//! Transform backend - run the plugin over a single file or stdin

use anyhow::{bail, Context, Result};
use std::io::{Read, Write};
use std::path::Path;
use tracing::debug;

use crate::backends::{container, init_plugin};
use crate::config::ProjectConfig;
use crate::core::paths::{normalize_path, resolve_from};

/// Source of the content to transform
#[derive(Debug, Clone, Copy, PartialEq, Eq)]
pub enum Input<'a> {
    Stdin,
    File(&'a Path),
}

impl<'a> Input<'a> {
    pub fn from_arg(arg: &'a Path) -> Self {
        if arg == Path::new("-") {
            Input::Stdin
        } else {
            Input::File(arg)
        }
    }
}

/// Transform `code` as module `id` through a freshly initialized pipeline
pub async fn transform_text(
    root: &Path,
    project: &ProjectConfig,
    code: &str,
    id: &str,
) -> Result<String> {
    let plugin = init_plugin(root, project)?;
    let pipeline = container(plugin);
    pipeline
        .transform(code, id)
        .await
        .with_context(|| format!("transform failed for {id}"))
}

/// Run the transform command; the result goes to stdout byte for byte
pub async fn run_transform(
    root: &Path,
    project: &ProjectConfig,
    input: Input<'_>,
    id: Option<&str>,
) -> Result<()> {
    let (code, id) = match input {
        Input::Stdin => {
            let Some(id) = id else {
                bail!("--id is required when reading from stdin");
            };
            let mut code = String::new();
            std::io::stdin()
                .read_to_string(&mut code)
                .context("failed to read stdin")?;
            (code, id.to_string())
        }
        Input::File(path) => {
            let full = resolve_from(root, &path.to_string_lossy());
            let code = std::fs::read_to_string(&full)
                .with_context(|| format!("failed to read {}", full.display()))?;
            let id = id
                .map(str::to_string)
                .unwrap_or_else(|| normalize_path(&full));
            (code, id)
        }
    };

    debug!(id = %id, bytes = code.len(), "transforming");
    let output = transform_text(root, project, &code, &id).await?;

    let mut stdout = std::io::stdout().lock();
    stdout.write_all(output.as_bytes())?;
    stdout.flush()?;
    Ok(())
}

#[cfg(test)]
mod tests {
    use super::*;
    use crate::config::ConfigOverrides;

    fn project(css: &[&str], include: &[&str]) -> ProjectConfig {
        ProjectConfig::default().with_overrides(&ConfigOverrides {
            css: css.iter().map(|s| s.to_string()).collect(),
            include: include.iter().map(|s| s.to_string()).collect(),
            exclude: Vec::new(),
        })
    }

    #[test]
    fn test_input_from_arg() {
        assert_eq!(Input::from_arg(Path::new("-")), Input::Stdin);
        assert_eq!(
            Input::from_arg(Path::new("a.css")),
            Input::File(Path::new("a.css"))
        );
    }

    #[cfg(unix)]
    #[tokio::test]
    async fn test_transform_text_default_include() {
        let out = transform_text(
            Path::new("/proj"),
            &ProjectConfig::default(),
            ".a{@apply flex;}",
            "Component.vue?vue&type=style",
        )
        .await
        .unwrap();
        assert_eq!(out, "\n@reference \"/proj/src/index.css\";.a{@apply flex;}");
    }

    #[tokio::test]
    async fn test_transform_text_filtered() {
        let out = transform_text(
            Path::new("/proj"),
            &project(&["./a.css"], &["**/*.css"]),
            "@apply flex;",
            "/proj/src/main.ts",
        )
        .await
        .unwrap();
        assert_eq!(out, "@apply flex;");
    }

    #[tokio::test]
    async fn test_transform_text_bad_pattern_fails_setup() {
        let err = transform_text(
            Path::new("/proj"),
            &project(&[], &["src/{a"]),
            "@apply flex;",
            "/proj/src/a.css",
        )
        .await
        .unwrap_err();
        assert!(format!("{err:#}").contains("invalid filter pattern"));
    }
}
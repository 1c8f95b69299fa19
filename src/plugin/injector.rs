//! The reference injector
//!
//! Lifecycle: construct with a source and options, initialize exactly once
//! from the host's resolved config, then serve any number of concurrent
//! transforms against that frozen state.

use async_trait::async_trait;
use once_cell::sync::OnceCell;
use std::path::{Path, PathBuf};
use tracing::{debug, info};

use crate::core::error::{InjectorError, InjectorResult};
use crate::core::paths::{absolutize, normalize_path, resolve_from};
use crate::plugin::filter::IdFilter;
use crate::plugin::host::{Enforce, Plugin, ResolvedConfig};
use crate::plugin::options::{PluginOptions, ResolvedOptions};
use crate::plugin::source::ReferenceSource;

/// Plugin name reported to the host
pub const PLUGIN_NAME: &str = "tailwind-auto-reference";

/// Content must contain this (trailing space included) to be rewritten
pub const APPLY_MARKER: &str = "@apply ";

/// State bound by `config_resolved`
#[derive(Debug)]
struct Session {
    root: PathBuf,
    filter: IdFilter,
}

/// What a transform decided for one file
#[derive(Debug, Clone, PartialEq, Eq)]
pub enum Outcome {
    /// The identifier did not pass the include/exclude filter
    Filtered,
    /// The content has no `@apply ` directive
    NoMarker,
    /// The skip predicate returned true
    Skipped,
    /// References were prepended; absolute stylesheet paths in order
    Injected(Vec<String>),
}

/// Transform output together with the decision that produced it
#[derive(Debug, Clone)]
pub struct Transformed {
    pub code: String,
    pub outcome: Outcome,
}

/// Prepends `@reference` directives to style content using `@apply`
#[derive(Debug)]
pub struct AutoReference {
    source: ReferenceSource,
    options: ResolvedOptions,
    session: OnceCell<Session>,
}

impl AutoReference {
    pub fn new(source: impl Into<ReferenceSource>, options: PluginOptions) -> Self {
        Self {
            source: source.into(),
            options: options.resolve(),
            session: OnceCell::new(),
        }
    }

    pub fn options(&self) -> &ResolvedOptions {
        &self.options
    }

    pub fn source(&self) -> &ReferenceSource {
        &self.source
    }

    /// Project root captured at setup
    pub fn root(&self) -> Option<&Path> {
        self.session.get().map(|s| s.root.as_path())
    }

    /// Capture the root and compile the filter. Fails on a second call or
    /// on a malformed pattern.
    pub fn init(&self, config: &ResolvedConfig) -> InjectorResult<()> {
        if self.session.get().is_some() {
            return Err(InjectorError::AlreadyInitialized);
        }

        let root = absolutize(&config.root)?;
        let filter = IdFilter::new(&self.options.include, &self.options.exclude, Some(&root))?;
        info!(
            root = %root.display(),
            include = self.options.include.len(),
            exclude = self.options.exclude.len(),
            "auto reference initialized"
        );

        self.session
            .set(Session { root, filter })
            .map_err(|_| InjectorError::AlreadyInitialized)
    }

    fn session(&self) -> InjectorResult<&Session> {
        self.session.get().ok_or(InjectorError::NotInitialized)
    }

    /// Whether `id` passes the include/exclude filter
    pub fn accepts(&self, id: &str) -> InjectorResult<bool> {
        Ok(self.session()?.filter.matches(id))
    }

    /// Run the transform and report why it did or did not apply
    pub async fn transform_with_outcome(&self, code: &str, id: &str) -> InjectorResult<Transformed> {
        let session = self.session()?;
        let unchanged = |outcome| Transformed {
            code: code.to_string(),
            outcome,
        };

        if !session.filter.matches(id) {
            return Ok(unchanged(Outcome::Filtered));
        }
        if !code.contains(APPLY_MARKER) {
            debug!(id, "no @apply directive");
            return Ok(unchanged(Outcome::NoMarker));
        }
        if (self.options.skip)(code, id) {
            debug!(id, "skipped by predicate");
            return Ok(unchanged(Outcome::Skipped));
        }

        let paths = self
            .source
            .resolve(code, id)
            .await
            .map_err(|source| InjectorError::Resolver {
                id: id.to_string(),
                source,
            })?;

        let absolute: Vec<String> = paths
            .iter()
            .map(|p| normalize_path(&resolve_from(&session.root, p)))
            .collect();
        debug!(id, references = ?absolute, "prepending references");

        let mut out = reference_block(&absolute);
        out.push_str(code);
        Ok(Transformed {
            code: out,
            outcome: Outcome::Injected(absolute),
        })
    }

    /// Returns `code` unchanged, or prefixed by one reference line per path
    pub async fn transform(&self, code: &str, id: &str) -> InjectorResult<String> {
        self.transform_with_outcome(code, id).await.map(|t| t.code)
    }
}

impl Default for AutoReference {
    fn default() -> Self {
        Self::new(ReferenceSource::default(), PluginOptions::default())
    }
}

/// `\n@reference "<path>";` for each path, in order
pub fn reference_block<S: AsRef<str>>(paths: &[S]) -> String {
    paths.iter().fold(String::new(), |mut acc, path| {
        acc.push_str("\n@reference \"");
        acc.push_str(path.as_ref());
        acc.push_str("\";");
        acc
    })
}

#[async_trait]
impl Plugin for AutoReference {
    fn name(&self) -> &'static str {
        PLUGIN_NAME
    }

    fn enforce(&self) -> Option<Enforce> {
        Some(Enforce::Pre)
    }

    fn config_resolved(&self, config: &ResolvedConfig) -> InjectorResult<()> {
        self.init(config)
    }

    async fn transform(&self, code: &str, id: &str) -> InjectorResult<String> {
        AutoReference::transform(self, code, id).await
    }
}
* * *
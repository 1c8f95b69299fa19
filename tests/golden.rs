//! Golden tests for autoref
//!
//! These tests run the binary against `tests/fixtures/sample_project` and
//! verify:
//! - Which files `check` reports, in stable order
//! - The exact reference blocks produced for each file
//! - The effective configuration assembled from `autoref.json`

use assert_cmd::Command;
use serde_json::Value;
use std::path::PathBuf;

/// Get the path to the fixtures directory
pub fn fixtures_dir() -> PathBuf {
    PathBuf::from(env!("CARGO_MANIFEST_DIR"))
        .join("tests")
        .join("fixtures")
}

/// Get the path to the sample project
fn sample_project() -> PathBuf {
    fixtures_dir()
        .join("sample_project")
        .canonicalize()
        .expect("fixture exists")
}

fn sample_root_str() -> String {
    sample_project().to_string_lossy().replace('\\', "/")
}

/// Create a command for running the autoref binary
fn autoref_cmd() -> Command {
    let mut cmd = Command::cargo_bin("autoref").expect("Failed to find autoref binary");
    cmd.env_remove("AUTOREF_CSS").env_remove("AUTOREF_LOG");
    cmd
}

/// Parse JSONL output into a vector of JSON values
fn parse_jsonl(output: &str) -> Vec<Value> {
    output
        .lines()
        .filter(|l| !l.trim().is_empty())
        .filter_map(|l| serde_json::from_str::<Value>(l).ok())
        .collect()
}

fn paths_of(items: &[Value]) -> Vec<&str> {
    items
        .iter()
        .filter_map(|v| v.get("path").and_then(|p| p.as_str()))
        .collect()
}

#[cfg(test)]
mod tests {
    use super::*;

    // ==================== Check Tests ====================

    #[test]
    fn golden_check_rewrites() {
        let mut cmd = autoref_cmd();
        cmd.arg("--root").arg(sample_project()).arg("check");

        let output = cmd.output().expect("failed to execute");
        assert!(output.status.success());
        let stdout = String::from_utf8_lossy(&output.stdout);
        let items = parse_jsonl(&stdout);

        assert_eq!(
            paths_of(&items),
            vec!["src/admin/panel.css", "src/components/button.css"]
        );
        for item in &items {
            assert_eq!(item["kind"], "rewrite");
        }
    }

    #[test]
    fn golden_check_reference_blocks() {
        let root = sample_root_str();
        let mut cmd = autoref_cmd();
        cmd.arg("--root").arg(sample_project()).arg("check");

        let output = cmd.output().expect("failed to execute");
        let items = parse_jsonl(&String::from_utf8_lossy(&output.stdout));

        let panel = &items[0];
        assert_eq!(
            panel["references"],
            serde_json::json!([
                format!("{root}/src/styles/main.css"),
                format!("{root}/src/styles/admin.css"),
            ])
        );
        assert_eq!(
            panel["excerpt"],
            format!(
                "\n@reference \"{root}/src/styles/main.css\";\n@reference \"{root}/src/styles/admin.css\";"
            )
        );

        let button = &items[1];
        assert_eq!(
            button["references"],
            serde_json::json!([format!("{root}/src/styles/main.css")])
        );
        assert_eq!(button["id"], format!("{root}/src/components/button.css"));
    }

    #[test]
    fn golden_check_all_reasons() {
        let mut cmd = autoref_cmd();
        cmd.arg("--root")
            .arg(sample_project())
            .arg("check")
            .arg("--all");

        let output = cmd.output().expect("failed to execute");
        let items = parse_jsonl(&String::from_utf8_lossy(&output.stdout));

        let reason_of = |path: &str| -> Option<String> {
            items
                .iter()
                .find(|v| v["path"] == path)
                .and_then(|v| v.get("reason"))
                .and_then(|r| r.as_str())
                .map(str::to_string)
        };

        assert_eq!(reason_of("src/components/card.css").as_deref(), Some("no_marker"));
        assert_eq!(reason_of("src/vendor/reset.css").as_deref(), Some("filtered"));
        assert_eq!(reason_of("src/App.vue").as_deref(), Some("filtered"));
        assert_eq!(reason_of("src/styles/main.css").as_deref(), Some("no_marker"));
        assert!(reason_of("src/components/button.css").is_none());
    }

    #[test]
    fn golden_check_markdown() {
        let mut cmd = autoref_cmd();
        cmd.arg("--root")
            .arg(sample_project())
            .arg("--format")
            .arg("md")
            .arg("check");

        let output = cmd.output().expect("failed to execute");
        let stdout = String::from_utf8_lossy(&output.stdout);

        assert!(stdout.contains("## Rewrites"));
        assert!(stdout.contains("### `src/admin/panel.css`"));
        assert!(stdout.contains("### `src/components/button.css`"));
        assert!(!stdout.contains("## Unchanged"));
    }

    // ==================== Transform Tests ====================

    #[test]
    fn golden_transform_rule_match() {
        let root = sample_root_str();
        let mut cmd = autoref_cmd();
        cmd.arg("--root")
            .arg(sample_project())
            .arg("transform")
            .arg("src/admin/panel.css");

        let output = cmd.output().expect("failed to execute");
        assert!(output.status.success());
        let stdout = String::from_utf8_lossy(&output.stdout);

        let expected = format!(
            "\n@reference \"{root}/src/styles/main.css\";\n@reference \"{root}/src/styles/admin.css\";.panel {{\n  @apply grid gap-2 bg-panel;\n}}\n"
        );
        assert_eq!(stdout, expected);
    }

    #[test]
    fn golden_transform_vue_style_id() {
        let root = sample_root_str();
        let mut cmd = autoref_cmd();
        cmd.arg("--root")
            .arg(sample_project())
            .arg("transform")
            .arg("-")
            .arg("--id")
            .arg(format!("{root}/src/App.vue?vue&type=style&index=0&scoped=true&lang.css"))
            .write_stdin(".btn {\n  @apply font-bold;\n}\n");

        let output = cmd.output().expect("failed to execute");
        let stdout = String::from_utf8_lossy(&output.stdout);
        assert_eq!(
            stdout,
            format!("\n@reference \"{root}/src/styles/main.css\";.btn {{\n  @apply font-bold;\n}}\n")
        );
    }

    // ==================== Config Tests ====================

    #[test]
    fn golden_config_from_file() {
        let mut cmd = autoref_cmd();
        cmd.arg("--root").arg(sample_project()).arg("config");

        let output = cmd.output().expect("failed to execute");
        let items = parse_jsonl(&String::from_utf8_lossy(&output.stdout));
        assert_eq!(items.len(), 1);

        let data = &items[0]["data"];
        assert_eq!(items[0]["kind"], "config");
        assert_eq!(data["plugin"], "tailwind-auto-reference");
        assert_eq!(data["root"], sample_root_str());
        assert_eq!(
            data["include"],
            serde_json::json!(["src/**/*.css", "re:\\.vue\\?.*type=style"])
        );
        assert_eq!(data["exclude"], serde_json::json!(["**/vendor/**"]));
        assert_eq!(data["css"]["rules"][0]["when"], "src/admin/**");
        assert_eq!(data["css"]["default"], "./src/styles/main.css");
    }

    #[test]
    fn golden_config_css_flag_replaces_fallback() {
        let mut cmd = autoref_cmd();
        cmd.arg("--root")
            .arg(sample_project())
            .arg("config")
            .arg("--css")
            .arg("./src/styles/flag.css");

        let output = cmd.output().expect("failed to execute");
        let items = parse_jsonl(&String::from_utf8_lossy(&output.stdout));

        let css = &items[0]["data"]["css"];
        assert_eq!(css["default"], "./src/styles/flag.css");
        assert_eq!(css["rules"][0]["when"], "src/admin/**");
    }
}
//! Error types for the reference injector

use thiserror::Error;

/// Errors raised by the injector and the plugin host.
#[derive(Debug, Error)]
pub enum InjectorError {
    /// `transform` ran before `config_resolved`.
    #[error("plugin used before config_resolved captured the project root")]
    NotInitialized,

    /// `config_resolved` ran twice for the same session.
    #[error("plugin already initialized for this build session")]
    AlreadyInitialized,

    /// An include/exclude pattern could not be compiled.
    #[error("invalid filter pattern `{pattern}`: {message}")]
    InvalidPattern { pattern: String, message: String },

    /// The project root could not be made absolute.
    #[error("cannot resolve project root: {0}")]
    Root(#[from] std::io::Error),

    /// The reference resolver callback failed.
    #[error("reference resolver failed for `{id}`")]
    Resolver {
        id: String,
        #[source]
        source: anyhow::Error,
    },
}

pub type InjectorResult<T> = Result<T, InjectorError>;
--
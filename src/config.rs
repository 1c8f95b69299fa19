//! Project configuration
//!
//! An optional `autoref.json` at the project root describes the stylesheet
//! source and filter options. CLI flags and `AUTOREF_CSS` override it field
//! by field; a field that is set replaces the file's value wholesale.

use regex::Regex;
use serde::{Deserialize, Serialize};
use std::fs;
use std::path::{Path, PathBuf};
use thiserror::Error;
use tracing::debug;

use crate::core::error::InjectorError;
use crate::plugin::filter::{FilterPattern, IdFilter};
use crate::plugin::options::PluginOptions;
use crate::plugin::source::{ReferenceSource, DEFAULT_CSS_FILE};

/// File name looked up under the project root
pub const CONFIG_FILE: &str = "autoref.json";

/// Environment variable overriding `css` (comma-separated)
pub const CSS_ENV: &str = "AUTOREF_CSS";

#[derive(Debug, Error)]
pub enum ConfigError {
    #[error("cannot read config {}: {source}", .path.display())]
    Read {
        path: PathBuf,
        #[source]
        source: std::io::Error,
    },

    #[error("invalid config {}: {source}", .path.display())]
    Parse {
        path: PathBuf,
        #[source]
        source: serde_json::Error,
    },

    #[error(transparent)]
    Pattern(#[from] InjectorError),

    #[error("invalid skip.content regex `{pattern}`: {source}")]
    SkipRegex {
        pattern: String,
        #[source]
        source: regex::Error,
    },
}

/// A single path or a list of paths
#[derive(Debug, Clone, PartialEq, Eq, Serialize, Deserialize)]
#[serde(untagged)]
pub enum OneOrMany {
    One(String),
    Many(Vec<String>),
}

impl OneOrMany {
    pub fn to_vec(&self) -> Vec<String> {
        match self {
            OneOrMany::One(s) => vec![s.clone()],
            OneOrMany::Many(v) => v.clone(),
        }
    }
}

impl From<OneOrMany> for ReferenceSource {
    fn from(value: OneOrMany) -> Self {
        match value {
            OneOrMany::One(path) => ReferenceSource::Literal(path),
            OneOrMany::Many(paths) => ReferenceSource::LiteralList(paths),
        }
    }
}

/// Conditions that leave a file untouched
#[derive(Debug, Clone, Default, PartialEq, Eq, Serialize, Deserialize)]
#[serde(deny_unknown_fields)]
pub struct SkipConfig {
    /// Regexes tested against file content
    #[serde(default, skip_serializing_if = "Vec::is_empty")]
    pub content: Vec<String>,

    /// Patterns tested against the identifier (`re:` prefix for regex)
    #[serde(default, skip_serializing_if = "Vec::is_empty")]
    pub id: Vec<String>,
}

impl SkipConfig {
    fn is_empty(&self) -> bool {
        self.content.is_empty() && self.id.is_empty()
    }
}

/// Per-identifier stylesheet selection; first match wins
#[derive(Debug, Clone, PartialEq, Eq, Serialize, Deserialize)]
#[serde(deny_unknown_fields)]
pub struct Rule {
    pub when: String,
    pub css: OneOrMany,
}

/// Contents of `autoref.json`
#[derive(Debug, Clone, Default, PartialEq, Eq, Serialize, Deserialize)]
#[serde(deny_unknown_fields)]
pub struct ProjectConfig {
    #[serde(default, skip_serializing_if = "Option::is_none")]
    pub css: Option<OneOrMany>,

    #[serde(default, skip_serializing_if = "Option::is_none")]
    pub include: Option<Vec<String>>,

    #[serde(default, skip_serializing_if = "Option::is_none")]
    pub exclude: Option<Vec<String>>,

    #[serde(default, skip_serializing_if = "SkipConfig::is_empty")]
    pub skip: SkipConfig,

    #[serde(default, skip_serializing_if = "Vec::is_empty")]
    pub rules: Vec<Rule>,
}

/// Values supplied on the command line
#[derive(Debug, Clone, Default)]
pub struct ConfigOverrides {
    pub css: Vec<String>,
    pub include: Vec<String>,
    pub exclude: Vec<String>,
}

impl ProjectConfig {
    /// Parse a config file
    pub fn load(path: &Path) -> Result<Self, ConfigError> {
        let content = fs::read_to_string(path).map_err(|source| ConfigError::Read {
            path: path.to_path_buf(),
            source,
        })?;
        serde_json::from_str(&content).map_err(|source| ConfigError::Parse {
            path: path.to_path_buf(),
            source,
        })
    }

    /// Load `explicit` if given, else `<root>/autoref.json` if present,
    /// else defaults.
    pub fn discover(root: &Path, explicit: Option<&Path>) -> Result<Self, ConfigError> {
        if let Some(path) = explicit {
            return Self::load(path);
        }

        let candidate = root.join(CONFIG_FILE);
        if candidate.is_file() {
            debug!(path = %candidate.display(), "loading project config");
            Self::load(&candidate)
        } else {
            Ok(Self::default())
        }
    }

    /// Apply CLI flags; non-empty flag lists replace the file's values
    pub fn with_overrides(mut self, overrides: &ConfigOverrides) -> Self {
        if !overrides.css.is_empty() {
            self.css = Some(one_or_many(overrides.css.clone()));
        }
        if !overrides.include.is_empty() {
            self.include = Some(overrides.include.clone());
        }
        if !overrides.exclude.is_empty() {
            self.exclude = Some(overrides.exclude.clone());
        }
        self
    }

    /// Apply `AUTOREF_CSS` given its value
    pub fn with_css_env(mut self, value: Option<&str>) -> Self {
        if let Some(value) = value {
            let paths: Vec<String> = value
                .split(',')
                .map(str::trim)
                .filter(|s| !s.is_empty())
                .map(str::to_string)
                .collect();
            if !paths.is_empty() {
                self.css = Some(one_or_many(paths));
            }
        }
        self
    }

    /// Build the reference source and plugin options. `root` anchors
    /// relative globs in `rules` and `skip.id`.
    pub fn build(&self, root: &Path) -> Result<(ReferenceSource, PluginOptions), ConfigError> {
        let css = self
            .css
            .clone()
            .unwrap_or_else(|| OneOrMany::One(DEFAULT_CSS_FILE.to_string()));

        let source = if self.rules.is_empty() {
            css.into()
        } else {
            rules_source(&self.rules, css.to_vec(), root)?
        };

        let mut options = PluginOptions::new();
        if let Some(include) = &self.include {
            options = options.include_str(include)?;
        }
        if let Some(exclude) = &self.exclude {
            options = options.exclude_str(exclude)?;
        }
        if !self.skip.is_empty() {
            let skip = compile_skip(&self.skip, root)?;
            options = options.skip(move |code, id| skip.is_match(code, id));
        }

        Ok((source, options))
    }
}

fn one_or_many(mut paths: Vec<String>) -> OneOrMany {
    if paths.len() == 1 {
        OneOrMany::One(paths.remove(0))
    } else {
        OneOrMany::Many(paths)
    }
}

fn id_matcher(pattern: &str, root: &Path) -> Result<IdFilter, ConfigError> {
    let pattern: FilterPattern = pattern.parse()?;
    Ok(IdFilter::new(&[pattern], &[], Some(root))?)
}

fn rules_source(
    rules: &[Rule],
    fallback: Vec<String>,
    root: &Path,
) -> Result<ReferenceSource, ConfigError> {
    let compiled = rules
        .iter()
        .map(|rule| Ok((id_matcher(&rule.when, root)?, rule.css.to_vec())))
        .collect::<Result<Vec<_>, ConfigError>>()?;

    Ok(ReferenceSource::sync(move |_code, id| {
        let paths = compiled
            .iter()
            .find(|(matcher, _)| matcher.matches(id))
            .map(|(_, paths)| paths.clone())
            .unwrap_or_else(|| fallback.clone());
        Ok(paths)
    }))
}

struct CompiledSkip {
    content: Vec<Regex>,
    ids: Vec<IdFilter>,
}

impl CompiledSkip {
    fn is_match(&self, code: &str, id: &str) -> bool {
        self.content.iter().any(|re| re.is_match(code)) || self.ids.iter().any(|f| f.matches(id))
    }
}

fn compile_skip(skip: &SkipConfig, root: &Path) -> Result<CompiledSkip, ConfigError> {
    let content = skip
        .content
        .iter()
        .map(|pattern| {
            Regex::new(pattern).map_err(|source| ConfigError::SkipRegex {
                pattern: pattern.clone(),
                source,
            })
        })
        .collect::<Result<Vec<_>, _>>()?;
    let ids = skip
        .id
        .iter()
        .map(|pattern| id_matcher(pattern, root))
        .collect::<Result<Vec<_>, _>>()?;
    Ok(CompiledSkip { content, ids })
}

WORK REQUIRED: Every line above in which the word "full" occurs needs to be copied.

RESULT OF THE TASK:
            let full = resolve_from(root, &path.to_string_lossy());
            let code = std::fs::read_to_string(&full)
                .with_context(|| format!("failed to read {}", full.display()))?;
                .unwrap_or_else(|| normalize_path(&full));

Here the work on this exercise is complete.